Um livro único e inesquecível, assim descrevo, de chegada, A número um, publicado em 2015 por Raquel de Oliveira, nascida na favela da Rocinha, em 1961. Trata-se de um relato autobiográfico, no qual a autora narra sua vida da infância – subjugada pelo racismo, pela miséria, negligenciada pela família e já submersa em situações de vulnerabilidade e crime –, à idade adulta, quando, sobrevivendo à margem, casa-se, na década de 1980, com o chefe do tráfico local e vem a, posteriormente, se tornar a cabeça do crime organizado da favela.
Julio Ludemir, membro da FLUPP, responsável pela orelha do livro, destaca a publicação como especial entre obras que abordam o tema do tráfico e da realidade nas favelas brasileiras, como Cidade de Deus” (Paulo Lins) e “Abusado” (Caco Barcellos), uma vez que é construída em primeira pessoa, e não em terceira pessoa. Mas A número um vai além…
A maioria dos livros famosos que aborda o tema da violência e criminalidade o faz sob a partir de personagens homens (reais ou fictícios). E, mais, em muitas ocasiões as mulheres criminosas são apenas coadjuvantes, masculinizadas ou, o extremo, caracterizadas de modo a satisfazer uma espécie de fetiche que as relaciona com a ideia de sexy bad girl. Por isso, A número um é ainda mais especial: traz ao foco a vivência dentro do crime pela ótica de uma mulher e, ainda, em primeira pessoa. O livro oferece a ótica não de uma mulher que observa, mas de uma mulher protagonista da criminalidade e não apenas alguém ligado a um criminoso, como uma esposa, namorada ou mãe de bandido.
Relato pungente, mas de leitura fluida
Raquel é membro de uma família totalmente desestruturada. Foi negligenciada pelos pais: abandonada pela mãe, violentada pelo pai e vendida pela avó a uma casa “especializada” em prostituir meninas. Em vida adulta, apesar de ter dois filhos, Raquel experiencia a vivência familiar ao lado do bando do marido, composto por “capangas” e meninos soldados do tráfico.
A leitura é fluida, mas não sem sobressaltos, com reviravoltas inusitadas e de carga dramática intensa. Se não fossem produto do da miséria e violência a que estão submetidas tantas e tantas pessoas dentro das periferias brasileiras, cujo resultado é um estiramento capaz de criar situações inimagináveis à dignidade humana, poder-se-ia dizer que algumas situações foram inspiradas nos mais elaborados roteiros de filmes de máfia e crime organizado.

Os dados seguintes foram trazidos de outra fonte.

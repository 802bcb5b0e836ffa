pub mod loader;
pub mod model;

pub use loader::ConfigLoader;
pub use model::{AppConfig, DatabaseConfig, LogConfig, MigrationsConfig};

A autora desfia um relato primoroso e articulado sobre sua vida, em uma narrativa livre de preconceitos, assim como oferece leitor a oportunidade de conhecer realidade crua dos oprimidos, da qual grande parte da sociedade privilegiada exime-se de conhecimento.
É preciso abandonar preconceitos e alienações para empreender uma leitura da realidade “real” das linhas de A número um e, dela, colher aprendizados que nos tirem de vez da inércia e omissão frente à situação de milhões de crianças e mulheres vulneráveis, negligenciadas do dia que nascem até o dia que morrem – quase sempre em um trágico desfecho. Raquel sobreviveu para contar. Quantas sequer têm a chance?